Also, since there is no slice loss, a low-cost silicon wafer can be provided. According to the silicon sheet manufacturing apparatus according to the second embodiment, a planar silicon sheet having no internal stress can be obtained, and the silicon sheet can be continuously and stably taken out.

 In the second embodiment, since the mechanically movable part (impact generating member 15) for peeling the silicon sheet in the first embodiment is not provided, the peeling operation is synchronized with the rotary cooling body 21. There is no need to perform this, and the device can be simplified. Therefore, it is possible to reduce the cost, improve the durability and maintainability of the device. According to the present invention, since the rotary cooling body solidifies and grows the silicon crystal ribbon on a flat surface, that is, a flat surface having no curvature, a mechanism for extending the curved silicon sheet into a planar shape becomes unnecessary, and no internal stress remains. Silicon sheets can be continuously produced in large quantities and stably at low cost.

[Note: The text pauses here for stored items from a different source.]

//! Environment-backed harness configuration.
//!
//! Values come from the process environment (after `.env` is loaded) and may
//! be overridden by command-line flags. Invalid UTF-8, empty values and
//! non-positive durations fail closed.

use std::time::Duration;

use url::Url;

use crate::error::{HarnessError, HarnessResult};

pub const DEFAULT_BASE_URL: &str = "http://localhost:3001";
pub const DEFAULT_TIMEOUT: Duration = Duration::from_secs(30);
pub const DEFAULT_FEED_SPACING: Duration = Duration::from_millis(1000);

/// Environment keys understood by the harness.
#[derive(Debug, Clone, Copy, PartialEq, Eq)]
pub enum HarnessEnv {
    BaseUrl,
    TimeoutSeconds,
    FeedSpacingMillis,
}

impl HarnessEnv {
    #[must_use]
    pub const fn as_str(self) -> &'static str {
        match self {
            Self::BaseUrl => "CONTRACT_BASE_URL",
            Self::TimeoutSeconds => "CONTRACT_TIMEOUT_SECS",
            Self::FeedSpacingMillis => "CONTRACT_FEED_SPACING_MS",
        }
    }
}

#[derive(Debug, Clone, PartialEq, Eq)]
pub struct HarnessConfig {
    /// Root of the backend under test; endpoint paths are joined onto it.
    pub base_url: Url,
    /// Per-request timeout. A request exceeding it fails the scenario.
    pub timeout: Duration,
    /// Pause between the two posts of the feed ordering scenario so the
    /// backend assigns them distinct creation timestamps.
    pub feed_spacing: Duration,
}

impl HarnessConfig {
    /// Loads `.env` if present, then reads the harness keys from the
    /// environment.
    pub fn from_env() -> HarnessResult<Self> {
        dotenvy::dotenv().ok();
        Self::from_lookup(read_env_strict)
    }

    /// Builds a configuration from an arbitrary key lookup, falling back to
    /// defaults for absent keys.
    pub fn from_lookup<F>(mut lookup: F) -> HarnessResult<Self>
    where
        F: FnMut(&str) -> HarnessResult<Option<String>>,
    {
        let mut read = |key: HarnessEnv| -> HarnessResult<Option<String>> {
            match lookup(key.as_str())? {
                Some(value) if value.trim().is_empty() => Err(HarnessError::InvalidConfig(
                    format!("{} must not be empty", key.as_str()),
                )),
                other => Ok(other),
            }
        };

        let base_url = match read(HarnessEnv::BaseUrl)? {
            Some(raw) => parse_base_url(&raw)?,
            None => parse_base_url(DEFAULT_BASE_URL)?,
        };
        let timeout = read(HarnessEnv::TimeoutSeconds)?
            .map(|raw| parse_timeout_seconds(HarnessEnv::TimeoutSeconds.as_str(), &raw))
            .transpose()?
            .unwrap_or(DEFAULT_TIMEOUT);
        let feed_spacing = read(HarnessEnv::FeedSpacingMillis)?
            .map(|raw| parse_millis(HarnessEnv::FeedSpacingMillis.as_str(), &raw))
            .transpose()?
            .unwrap_or(DEFAULT_FEED_SPACING);

        Ok(Self {
            base_url,
            timeout,
            feed_spacing,
        })
    }

    pub fn with_base_url(mut self, raw: &str) -> HarnessResult<Self> {
        self.base_url = parse_base_url(raw)?;
        Ok(self)
    }

    pub fn with_timeout_secs(mut self, secs: u64) -> HarnessResult<Self> {
        if secs == 0 {
            return Err(HarnessError::InvalidConfig(
                "timeout must be greater than zero".into(),
            ));
        }
        self.timeout = Duration::from_secs(secs);
        Ok(self)
    }
}

/// Reads an environment variable, rejecting values that are not valid UTF-8.
pub fn read_env_strict(name: &str) -> HarnessResult<Option<String>> {
    std::env::var_os(name).map_or(Ok(None), |raw| {
        raw.into_string()
            .map(Some)
            .map_err(|_| HarnessError::InvalidConfig(format!("{name} must be valid UTF-8")))
    })
}

/// Parses an http(s) base URL, normalized to end with a slash.
pub fn parse_base_url(raw: &str) -> HarnessResult<Url> {
    let trimmed = raw.trim();
    let mut url = Url::parse(trimmed)?;
    if !matches!(url.scheme(), "http" | "https") {
        return Err(HarnessError::InvalidConfig(format!(
            "base url must use http or https, got `{}`",
            url.scheme()
        )));
    }
    if !url.path().ends_with('/') {
        let path = format!("{}/", url.path());
        url.set_path(&path);
    }
    Ok(url)
}

fn parse_timeout_seconds(name: &str, raw: &str) -> HarnessResult<Duration> {
    let secs: u64 = raw.trim().parse().map_err(|_| {
        HarnessError::InvalidConfig(format!("{name} must be a positive integer number of seconds"))
    })?;
    if secs == 0 {
        return Err(HarnessError::InvalidConfig(format!(
            "{name} must be greater than zero"
        )));
    }
    Ok(Duration::from_secs(secs))
}

fn parse_millis(name: &str, raw: &str) -> HarnessResult<Duration> {
    raw.trim()
        .parse::<u64>()
        .map(Duration::from_millis)
        .map_err(|_| HarnessError::InvalidConfig(format!("{name} must be an integer number of milliseconds")))
}
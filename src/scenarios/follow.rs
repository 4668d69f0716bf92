use tracing::info;

use crate::assertions::expect_status;
use crate::check;
use crate::cleanup::{CleanupAction, Teardown};
use crate::error::HarnessResult;
use crate::fixtures::{
    create_user, follow, require_profile, require_user_id, unfollow, user_with_session, SignupPolicy,
};
use crate::models::TestUser;

use super::ScenarioContext;

const SELF_FOLLOW_MARKERS: [&str; 2] = ["cannot follow yourself", "self"];

pub async fn self_follow_and_counts(ctx: &ScenarioContext<'_>, teardown: &mut Teardown) -> HarnessResult<()> {
    let client = ctx.client;
    let (follower, follower_session) = user_with_session(client, "follower").await?;
    let (followee, followee_session) = user_with_session(client, "followee").await?;

    let follower_profile = require_profile(client, &follower.username, &follower_session).await?;
    let follower_id = require_user_id(&follower_profile, &follower.username)?;
    let followee_profile = require_profile(client, &followee.username, &followee_session).await?;
    let followee_id = require_user_id(&followee_profile, &followee.username)?;

    let response = follow(client, &follower_id, &follower_session).await?;
    expect_status(&response, &[400, 403], "self-follow")?;
    let error_text = response.text.to_lowercase();
    check!(
        SELF_FOLLOW_MARKERS.iter().any(|marker| error_text.contains(marker)),
        "self-follow error does not mention self-follow: {}",
        response.text
    );

    let before = require_profile(client, &followee.username, &follower_session)
        .await?
        .followers_count();

    teardown.register(CleanupAction::Unfollow {
        session: follower_session.clone(),
        user_id: followee_id.clone(),
    });
    let response = follow(client, &followee_id, &follower_session).await?;
    expect_status(&response, &[200], "follow another account")?;

    let after = require_profile(client, &followee.username, &follower_session)
        .await?
        .followers_count();
    check!(
        after == before + 1,
        "follower count did not increment by one: before={before}, after={after}"
    );

    let following = require_profile(client, &follower.username, &follower_session)
        .await?
        .following_count();
    check!(
        following >= 1,
        "follower's following count is {following} after a successful follow"
    );

    info!(before, after, following, "follow counters consistent");
    Ok(())
}

pub async fn unfollow_restores_counts(ctx: &ScenarioContext<'_>, teardown: &mut Teardown) -> HarnessResult<()> {
    let client = ctx.client;
    let (_, follower_session) = user_with_session(client, "userfollower").await?;
    let followee = create_user(client, TestUser::generate("userfollowee"), SignupPolicy::RequireCreated).await?;

    let profile = require_profile(client, &followee.username, &follower_session).await?;
    let followee_id = require_user_id(&profile, &followee.username)?;
    let before = profile.followers_count();

    let edge = CleanupAction::Unfollow {
        session: follower_session.clone(),
        user_id: followee_id.clone(),
    };
    teardown.register(edge.clone());
    let response = follow(client, &followee_id, &follower_session).await?;
    expect_status(&response, &[200, 204], "follow")?;

    let after_follow = require_profile(client, &followee.username, &follower_session)
        .await?
        .followers_count();
    check!(
        after_follow == before + 1,
        "follower count after follow is {after_follow}, expected {}",
        before + 1
    );

    let response = unfollow(client, &followee_id, &follower_session).await?;
    expect_status(&response, &[200, 204], "unfollow")?;
    teardown.resolve(&edge);

    let after_unfollow = require_profile(client, &followee.username, &follower_session)
        .await?
        .followers_count();
    check!(
        after_unfollow == before,
        "follower count after unfollow is {after_unfollow}, expected the original {before}"
    );

    Ok(())
}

 Since the manufactured silicon sheet has a smooth surface and a uniform thickness, a silicon wafer can be formed without a polishing step or a slicing step, thus providing a low-cost silicon wafer. Can be.

 Peeling-Since the unloading mechanism has an impact generating member, the silicon sheet can be easily peeled from the surface of the rotary cooling body.

 Since the peeling / unloading mechanism has an acute-angled peeling member, there is no mechanically movable part in the peeling member, so a mechanism for synchronizing the peeling operation with the rotation of the rotary cooling body is omitted. Therefore, simplification and cost reduction of the device can be achieved, and durability and maintainability are improved.

 The peeling / carrying-out mechanism peels the silicon sheet in the position range from 90 degrees to 270 degrees, so that the silicon sheet can be reliably carried out of the apparatus. Since the peeling and unloading mechanism has an unloading gutter member, the silicon sheet can be unloaded out of the apparatus with a simple configuration.

The gutter member is disposed at an angle such that the silicon sheet peeled off from the flat surface is piled up by the frictional force with the gutter member and can slide down by its own weight. Unloading is possible. Therefore, there is no need for forced conveyance means that requires complicated mechanisms such as a rotary power mechanism. Therefore, the device configuration can be simplified.

 Separation · Since the unloading mechanism has an unloading auxiliary member in addition to the gutter member, it is possible to further promote the sliding of the silicon sheet due to its own weight.

 Since the gutter member is integrated with the peeling member, the device members can be further simplified.

 Using the gutter member integrated with the peeling member, the silicon sheet is peeled by contacting the end of the silicon sheet on the upstream side in the rotation direction within a position range of 180 ° to 270 °, so the rotation The silicon sheet separated from the cooling body can be smoothly slid down to the discharge gutter member.

 In addition, no special movable member other than the rotation of the rotary cooling body is required to give an impact for peeling, which contributes to simplification of the device and improves durability and maintainability of the device. .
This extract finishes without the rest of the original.